IS, which overran large parts of Iraq in 2014, has saturated territory it controls with bombs, booby-traps and other obstacles that Iraqi forces must break through to drive the jihadists back.
Military operations in Ramadi, which was recaptured from IS in December, as well as other cities and towns showed the need for training in which soldiers combine different capabilities to breach IS defences.
The training "is based on the lessons that we learned watching the challenges in Ramadi... and Tikrit and Sinjar and Baiji," said Lieutenant General Sean MacFarland, the commander of the international operation against IS.
"It's not about defeating IEDs (improvised explosive devices); it's about breaching obstacles," MacFarland said following a training exercise at the Besmaya base near Baghdad.

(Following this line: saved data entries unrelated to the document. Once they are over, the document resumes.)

//! Startup pre-warming of capabilities.
//!
//! Capabilities marked with [`ServiceCollection::prewarm`] are resolved once
//! when the application is sealed. A missing registration, a cycle or a
//! failing factory then aborts startup instead of the first request.
//!
//! [`ServiceCollection::prewarm`]: crate::ServiceCollection::prewarm

use crate::key::{key_of_trait, key_of_type, Key};

/// Ordered, de-duplicated set of capabilities to resolve at startup.
#[derive(Default, Clone)]
pub(crate) struct PrewarmSet {
    keys: Vec<Key>,
}

impl PrewarmSet {
    pub(crate) fn new() -> Self {
        Self::default()
    }

    pub(crate) fn add_type<T: 'static + Send + Sync>(&mut self) {
        self.add(key_of_type::<T>());
    }

    pub(crate) fn add_trait<T: ?Sized + 'static + Send + Sync>(&mut self) {
        self.add(key_of_trait::<T>());
    }

    fn add(&mut self, key: Key) {
        if !self.keys.contains(&key) {
            self.keys.push(key);
        }
    }

    pub(crate) fn keys(&self) -> impl Iterator<Item = &Key> {
        self.keys.iter()
    }

    pub(crate) fn is_empty(&self) -> bool {
        self.keys.is_empty()
    }
}
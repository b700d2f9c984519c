//! UTF-16 addressed ranges and the (text, selection) pair shared by every
//! layer of the mention pipeline.
//!
//! Ranges are half-open `[location, location + length)` measured in UTF-16
//! code units, the unit editing surfaces report carets and selections in.

use std::fmt;

#[derive(Debug, Clone, Copy, PartialEq, Eq, Hash, Default)]
pub struct Utf16Range {
    pub location: usize,
    pub length: usize,
}

impl Utf16Range {
    pub const fn new(location: usize, length: usize) -> Self {
        Self { location, length }
    }

    /// Zero-length range (collapsed caret) at `location`.
    pub const fn caret(location: usize) -> Self {
        Self {
            location,
            length: 0,
        }
    }

    /// Build from `[start, end)`. Endpoints are swapped when given out of order.
    pub fn from_bounds(start: usize, end: usize) -> Self {
        let (s, e) = if start <= end {
            (start, end)
        } else {
            (end, start)
        };
        Self {
            location: s,
            length: e - s,
        }
    }

    pub const fn end(&self) -> usize {
        self.location + self.length
    }

    pub const fn is_empty(&self) -> bool {
        self.length == 0
    }

    /// True when the range fits inside a buffer of `len` code units.
    pub fn is_within(&self, len: usize) -> bool {
        self.location <= len && self.length <= len - self.location
    }

    /// Non-empty overlap of the two ranges.
    pub fn intersection(&self, other: &Utf16Range) -> Option<Utf16Range> {
        let start = self.location.max(other.location);
        let end = self.end().min(other.end());
        (start < end).then(|| Utf16Range::from_bounds(start, end))
    }

    pub fn intersects(&self, other: &Utf16Range) -> bool {
        self.intersection(other).is_some()
    }

    /// `location < pos < end`; a caret on either boundary is outside.
    pub fn strictly_contains(&self, pos: usize) -> bool {
        self.location < pos && pos < self.end()
    }

    pub fn union(&self, other: &Utf16Range) -> Utf16Range {
        Utf16Range::from_bounds(
            self.location.min(other.location),
            self.end().max(other.end()),
        )
    }

    /// Where this range ends up after `replaced` is substituted by
    /// `new_length` code units. Endpoints inside the replaced region snap to
    /// the end of the replacement.
    pub fn moved_by_replacing(&self, replaced: Utf16Range, new_length: usize) -> Utf16Range {
        let map = |p: usize| {
            if p <= replaced.location {
                p
            } else if p >= replaced.end() {
                p - replaced.length + new_length
            } else {
                replaced.location + new_length
            }
        };
        Utf16Range::from_bounds(map(self.location), map(self.end()))
    }
}

impl fmt::Display for Utf16Range {
    fn fmt(&self, f: &mut fmt::Formatter<'_>) -> fmt::Result {
        write!(f, "[{},{})", self.location, self.end())
    }
}

/// Buffer content together with its selection (a collapsed caret when empty).
#[derive(Debug, Clone, PartialEq, Eq, Default)]
pub struct EditingContent {
    pub text: String,
    pub selection: Utf16Range,
}

/// The registry keeps exactly one of these: the state observed after the last
/// processed edit.
pub type BufferSnapshot = EditingContent;

impl EditingContent {
    pub fn new(text: impl Into<String>, selection: Utf16Range) -> Self {
        Self {
            text: text.into(),
            selection,
        }
    }

    /// Content with the caret placed at the end of `text`.
    pub fn with_caret_at_end(text: impl Into<String>) -> Self {
        let text = text.into();
        let len = crate::utf16_len(&text);
        Self {
            text,
            selection: Utf16Range::caret(len),
        }
    }

    pub fn len_utf16(&self) -> usize {
        crate::utf16_len(&self.text)
    }
}

#[cfg(test)]
mod tests {
    use super::*;

    #[test]
    fn intersection_requires_shared_units() {
        let a = Utf16Range::new(6, 5);
        assert_eq!(a.intersection(&Utf16Range::new(7, 2)), Some(Utf16Range::new(7, 2)));
        assert_eq!(a.intersection(&Utf16Range::new(11, 3)), None);
        assert_eq!(a.intersection(&Utf16Range::new(0, 6)), None);
        assert!(!a.intersects(&Utf16Range::caret(8)));
    }

    #[test]
    fn strictly_contains_excludes_boundaries() {
        let a = Utf16Range::new(6, 5);
        assert!(!a.strictly_contains(6));
        assert!(a.strictly_contains(7));
        assert!(a.strictly_contains(10));
        assert!(!a.strictly_contains(11));
    }

    #[test]
    fn union_covers_both() {
        let a = Utf16Range::caret(8);
        let b = Utf16Range::new(6, 5);
        assert_eq!(a.union(&b), b);
        assert_eq!(Utf16Range::new(2, 2).union(&b), Utf16Range::new(2, 9));
    }

    #[test]
    fn moved_by_replacing_shifts_following_and_snaps_inner() {
        let sel = Utf16Range::caret(10);
        // removal before the caret
        assert_eq!(sel.moved_by_replacing(Utf16Range::new(2, 3), 0), Utf16Range::caret(7));
        // insertion after the caret does not move it
        assert_eq!(sel.moved_by_replacing(Utf16Range::caret(12), 4), sel);
        // selection partially covered by the replaced region
        let wide = Utf16Range::new(4, 6);
        assert_eq!(
            wide.moved_by_replacing(Utf16Range::new(8, 4), 1),
            Utf16Range::new(4, 5)
        );
    }

    #[test]
    fn is_within_checks_both_ends_without_overflow() {
        assert!(Utf16Range::new(2, 3).is_within(5));
        assert!(Utf16Range::caret(5).is_within(5));
        assert!(!Utf16Range::new(2, 4).is_within(5));
        assert!(!Utf16Range::new(1, usize::MAX).is_within(5));
    }

    #[test]
    fn display_is_half_open() {
        assert_eq!(Utf16Range::new(6, 3).to_string(), "[6,9)");
    }
}
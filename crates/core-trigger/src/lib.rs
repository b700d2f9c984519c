//! `@`-trigger detection.
//!
//! A trigger is active when the text just before a collapsed caret ends with
//! a run of non-whitespace starting at the marker; regex-equivalent to
//! `@[^\s]*\z` over the preceding text. On acceptance the region to replace is
//! recomputed from the trigger's start as `@[^\s]* ?` so characters typed after
//! the original match (and one trailing space) are replaced too.

use core_text::{Utf16Range, byte_to_utf16, utf16_len, utf16_to_byte};
use regex::Regex;
use tracing::trace;

mod suggest;

pub use suggest::{StaticSuggestions, SuggestionSource};

/// An active trigger: `range` covers the marker and the partial query.
#[derive(Debug, Clone, PartialEq, Eq)]
pub struct TriggerMatch {
    pub range: Utf16Range,
    pub partial_query: String,
}

#[derive(Debug, Clone)]
pub struct TriggerDetector {
    marker: char,
    active: Regex,
    completion: Regex,
}

impl TriggerDetector {
    pub fn new(marker: char) -> Result<Self, regex::Error> {
        let m = regex::escape(marker.encode_utf8(&mut [0u8; 4]));
        Ok(Self {
            marker,
            active: Regex::new(&format!(r"{m}[^\s]*\z"))?,
            completion: Regex::new(&format!(r"\A{m}[^\s]* ?"))?,
        })
    }

    pub fn from_config(cfg: &core_config::Config) -> Result<Self, regex::Error> {
        Self::new(cfg.file.trigger.marker_char())
    }

    pub fn marker(&self) -> char {
        self.marker
    }

    /// Trigger ending exactly at the caret, if any. A non-empty selection
    /// never has one.
    pub fn active_trigger(&self, text: &str, selection: Utf16Range) -> Option<TriggerMatch> {
        if !selection.is_empty() {
            return None;
        }
        let end = utf16_to_byte(text, selection.location).ok()?;
        let preceding = &text[..end];
        let m = self.active.find(preceding)?;
        let range = Utf16Range::from_bounds(byte_to_utf16(text, m.start()), selection.location);
        let partial_query = preceding[m.start() + self.marker.len_utf8()..].to_string();
        trace!(target: "mention.trigger", range = %range, query_len = partial_query.len(), "trigger_active");
        Some(TriggerMatch {
            range,
            partial_query,
        })
    }

    /// Full region to replace when a suggestion for `trigger_range` is
    /// accepted: the marker, every following non-whitespace character and at
    /// most one trailing space. `None` when the marker is no longer there.
    pub fn completion_replacement_range(
        &self,
        text: &str,
        trigger_range: Utf16Range,
    ) -> Option<Utf16Range> {
        let start = utf16_to_byte(text, trigger_range.location).ok()?;
        let m = self.completion.find(&text[start..])?;
        Some(Utf16Range::new(
            trigger_range.location,
            utf16_len(m.as_str()),
        ))
    }
}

During the exercise, soldiers from the 72nd Brigade combined mortar fire for smoke cover, engineers equipped with mine-clearing charges and bulldozers to open gaps in defences and infantry in armoured vehicles to provide covering fire and then advance toward the objective.
"The skills that they've been taught here now are all a product of stuff that we've bean learning from Ramadi," Brigadier James Learmont, the deputy commander of coalition ground forces in Iraq, said at Besmaya.
"You see what they've (the jihadists) got in Ramadi, these massive minefields which they put everywhere," he said. "Ramadi as a city is littered with improvised explosive devices, booby traps."
"We literally had to go back to the drawing board and say, 'OK, what do we need in order to actually defeat this?' And it is coming back to (this) breaching," he said.
Coalition forces have been training Iraqi troops since 2014, but the combined arms exercise at Besmaya -- where Spanish forces have been leading the training -- is a more advanced level of instruction.
"In the past... we concentrated on firing the rifle, basic skills. But now we've advanced past the basic skills to... what we would describe as collective training," Learmont said.